Appetite suppressants are agents that promote weight loss by decreasing appetite or increasing the sensation of fullness. About one-quarter of the U.S. population can be considered obese (BMI of >30). Four million of these people may be classified as morbidly obese (BMI of >40). Obesity is associated with increased risk of hypertension, type 2 diabetes and heart disease.
The use of appetite suppressant medications to treat obesity in combination with physical activity and diet modification is often recommended to lose and maintain weight successfully over the long term.
Several prescription medications are currently approved for treatment of obesity. In general, the effects of these medications are modest, leading to an average initial weight loss of between 5 and 22 pounds; though studies show that weight returns after cessation of the drugs. There is considerable individual difference in response to these medications; some people experience greater weight loss than others.
Short-term use of appetite suppressant medications has been shown to modestly reduce health risks for obese individuals. Studies have found that these medications can lower blood pressure, blood cholesterol, blood fats (triglycerides), and decrease insulin resistance (the body's ability to utilize blood sugar). Long-term studies need to be conducted to determine if weight loss assisted by appetite suppressant medications can improve health long-term.
Weight loss tends to be greatest during the first few weeks or months of treatment, leveling off after about six months. Research suggests that if a patient does not lose at least four pounds during the first four weeks on a particular medication, that medication is unlikely to be effective over the long run.
Short-term use (few weeks to few months): Examples include diethylpropion (Tenuate®), and phentermine (Adipex-P®).
The mechanism of action of diethylpropion and phentermine appears to be secondary to CNS (central nervous system) effects, specifically stimulation of the hypothalamus to release catecholamines into the central nervous system. Appetite suppressing effects are mediated via norepinephrine and dopamine metabolism.
Long-term use (up to one year or more): Examples include orlistat (Xenical®) and sibutramine (Meridia®).
Orlistat is the first prescription treatment for obesity that does not act as an appetite suppressant.
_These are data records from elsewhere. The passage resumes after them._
use std::collections::BTreeSet;
use std::sync::LazyLock;

use regex::Regex;
use thiserror::Error;

/// Canonical technology label → alias spellings. An empty alias list means
/// the label matches under its own name.
///
/// NOTE: keep this table in sync with the sidebar tech facet labels.
static DEFAULT_ENTRIES: &[(&str, &[&str])] = &[
    ("TypeScript", &["typescript", "ts"]),
    ("JavaScript", &["javascript", "js", "node.js", "nodejs", "node"]),
    ("Python", &["python"]),
    ("Go", &["go", "golang"]),
    ("Rust", &["rust"]),
    ("Java", &["java"]),
    ("Kotlin", &["kotlin"]),
    ("Swift", &["swift", "swiftui"]),
    ("React", &["react", "reactjs", "react.js"]),
    ("Next.js", &["next.js", "nextjs", "next js"]),
    ("Vue", &["vue", "vue.js", "vuejs"]),
    ("Angular", &["angular", "angular.js", "angularjs"]),
    ("Svelte", &["svelte", "sveltekit"]),
    ("React Native", &["react native"]),
    ("Flutter", &["flutter", "dart"]),
    ("AWS", &["aws", "amazon web services"]),
    ("GCP", &["google cloud", "gcp", "google cloud platform"]),
    ("Azure", &["azure", "microsoft azure"]),
    ("PostgreSQL", &["postgresql", "postgres"]),
    ("MySQL", &["mysql"]),
    ("MongoDB", &["mongodb", "mongo"]),
    ("Redis", &["redis"]),
    ("GraphQL", &["graphql"]),
    ("REST", &["rest", "restful"]),
    ("Docker", &["docker"]),
    ("Kubernetes", &["k8s", "kubernetes"]),
    ("Terraform", &["terraform"]),
    ("CI/CD", &["ci/cd", "continuous integration", "continuous deployment"]),
    ("Linux", &["linux"]),
    ("Machine Learning", &["machine learning", "ml"]),
    ("AI", &["ai", "artificial intelligence"]),
    ("TensorFlow", &["tensorflow"]),
    ("PyTorch", &["pytorch"]),
    ("Elasticsearch", &["elasticsearch", "elastic search", "elastic"]),
    ("Kafka", &["kafka", "apache kafka"]),
    ("Snowflake", &["snowflake"]),
    ("Airflow", &["airflow", "apache airflow"]),
    ("C++", &["c++"]),
    ("C#", &["c#", "csharp", "c-sharp"]),
    ("PHP", &["php"]),
    ("Laravel", &["laravel"]),
    ("Django", &["django"]),
    ("FastAPI", &["fastapi", "fast api"]),
    ("Ruby on Rails", &["rails", "ruby on rails", "ror"]),
    ("Ruby", &["ruby"]),
    ("SQL", &["sql"]),
    ("Testing Library", &["testing library", "@testing-library"]),
    ("Jest", &["jest"]),
];

#[derive(Debug, Error)]
pub enum DictionaryError {
    #[error("technology label {0:?} has an empty alias")]
    EmptyAlias(String),
    #[error("alias {alias:?} for {label:?} does not compile: {source}")]
    Pattern {
        label: String,
        alias: String,
        #[source]
        source: regex::Error,
    },
}

/// Immutable alias → canonical-label table with one compiled word-boundary
/// pattern per alias. Built once, then shared freely: lookups take `&self`
/// and never mutate, so a `'static` instance is safe to read from any thread.
#[derive(Debug)]
pub struct TechDictionary {
    labels: Vec<String>,
    patterns: Vec<(Regex, usize)>,
}

impl TechDictionary {
    /// Compile a dictionary from `(label, aliases)` pairs. A label with no
    /// aliases matches under its own spelling. Fails only on a blank alias
    /// or a pattern the regex engine rejects; a well-formed table yields a
    /// total matcher.
    pub fn new(entries: &[(&str, &[&str])]) -> Result<Self, DictionaryError> {
        let mut labels = Vec::with_capacity(entries.len());
        let mut patterns = Vec::new();

        for (index, (label, aliases)) in entries.iter().enumerate() {
            labels.push((*label).to_string());

            let own = [*label];
            let alias_list: &[&str] = if aliases.is_empty() { &own } else { aliases };

            for alias in alias_list {
                let alias = alias.trim().to_lowercase();
                if alias.is_empty() {
                    return Err(DictionaryError::EmptyAlias((*label).to_string()));
                }

                let source = format!(r"(?i)\b{}\b", regex::escape(&alias));
                let pattern =
                    Regex::new(&source).map_err(|source| DictionaryError::Pattern {
                        label: (*label).to_string(),
                        alias: alias.clone(),
                        source,
                    })?;
                patterns.push((pattern, index));
            }
        }

        Ok(Self { labels, patterns })
    }

    /// Canonical labels whose alias occurs word-delimited in `text`,
    /// lexicographically sorted and deduplicated. Aliases match
    /// independently: "react native" and "react" may both appear in the
    /// result for the same text.
    pub fn extract(&self, text: &str) -> Vec<String> {
        if text.is_empty() {
            return Vec::new();
        }

        let mut matched: BTreeSet<&str> = BTreeSet::new();
        for (pattern, label_index) in &self.patterns {
            if pattern.is_match(text) {
                matched.insert(self.labels[*label_index].as_str());
            }
        }

        matched.into_iter().map(String::from).collect()
    }

    pub fn labels(&self) -> impl Iterator<Item = &str> {
        self.labels.iter().map(String::as_str)
    }
}

static DEFAULT_DICTIONARY: LazyLock<TechDictionary> =
    LazyLock::new(|| TechDictionary::new(DEFAULT_ENTRIES).expect("default table is well-formed"));

/// The process-wide default dictionary. Initialized on first use and never
/// mutated afterwards.
pub fn default_tech_dictionary() -> &'static TechDictionary {
    &DEFAULT_DICTIONARY
}

/// Match against the default dictionary.
pub fn extract_tech_keywords(text: &str) -> Vec<String> {
    default_tech_dictionary().extract(text)
}

#[cfg(test)]
mod tests {
    use super::*;

    #[test]
    fn deduplicates_and_detects_overlapping_aliases() {
        let found =
            extract_tech_keywords("React react React! We also love React Native and React.");
        assert_eq!(found, vec!["React".to_string(), "React Native".to_string()]);
    }

    #[test]
    fn empty_text_matches_nothing() {
        assert_eq!(extract_tech_keywords(""), Vec::<String>::new());
    }

    #[test]
    fn matches_are_word_delimited() {
        // "going" contains the alias "go" but not on a word boundary.
        assert_eq!(extract_tech_keywords("We are going places"), Vec::<String>::new());
        assert_eq!(extract_tech_keywords("Written in Go."), vec!["Go".to_string()]);
    }

    #[test]
    fn output_is_sorted_case_insensitively_unique() {
        let found = extract_tech_keywords("TypeScript, react, AWS and postgres");
        assert_eq!(
            found,
            vec![
                "AWS".to_string(),
                "PostgreSQL".to_string(),
                "React".to_string(),
                "TypeScript".to_string(),
            ]
        );
    }

    #[test]
    fn smaller_injected_dictionaries_are_supported() {
        let dictionary =
            TechDictionary::new(&[("Zig", &["zig", "ziglang"]), ("Odin", &[])]).unwrap();
        assert_eq!(
            dictionary.extract("Odin and zig fans welcome"),
            vec!["Odin".to_string(), "Zig".to_string()]
        );
        assert_eq!(dictionary.labels().count(), 2);
    }

    #[test]
    fn blank_alias_is_rejected() {
        let err = TechDictionary::new(&[("Ghost", &["  "])]).unwrap_err();
        assert!(matches!(err, DictionaryError::EmptyAlias(label) if label == "Ghost"));
    }
}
It works by interfering with the action of gastrointestinal (GI) lipase in the GI tract. As a result of this mechanism of action, 30% of ingested dietary fat is not absorbed.
Sibutramine and its two primary metabolites also appear to be secondary to CNS effects by blocking the neuronal uptake of norepinephrine, serotonin, and dopamine.
OTC (over-the-counter): It is believed that "P57" molecule in Hoodia mimics the effect that glucose has on your brain, telling part of your brain (the hypothalamus) that you feel full. Consequently, you have no desire to eat. However current available evidence on hoodia's effectiveness and safety is lacking.
Dietrine Carb Blocker with Phase 2®: An ingredient extracted from white kidney beans is thought toneutralize the digestive enzyme alpha amylase before it can convert starch into glucose and then fat.
The information in this monograph is intended for informational purposes only, and is meant to help users better understand health concerns. Information is based on review of scientific research data, historical practice patterns, and clinical experience. This information should not be interpreted as specific medical advice. Users should consult with a qualified healthcare provider for specific questions regarding therapies, diagnosis and/or health conditions, prior to making therapeutic decisions.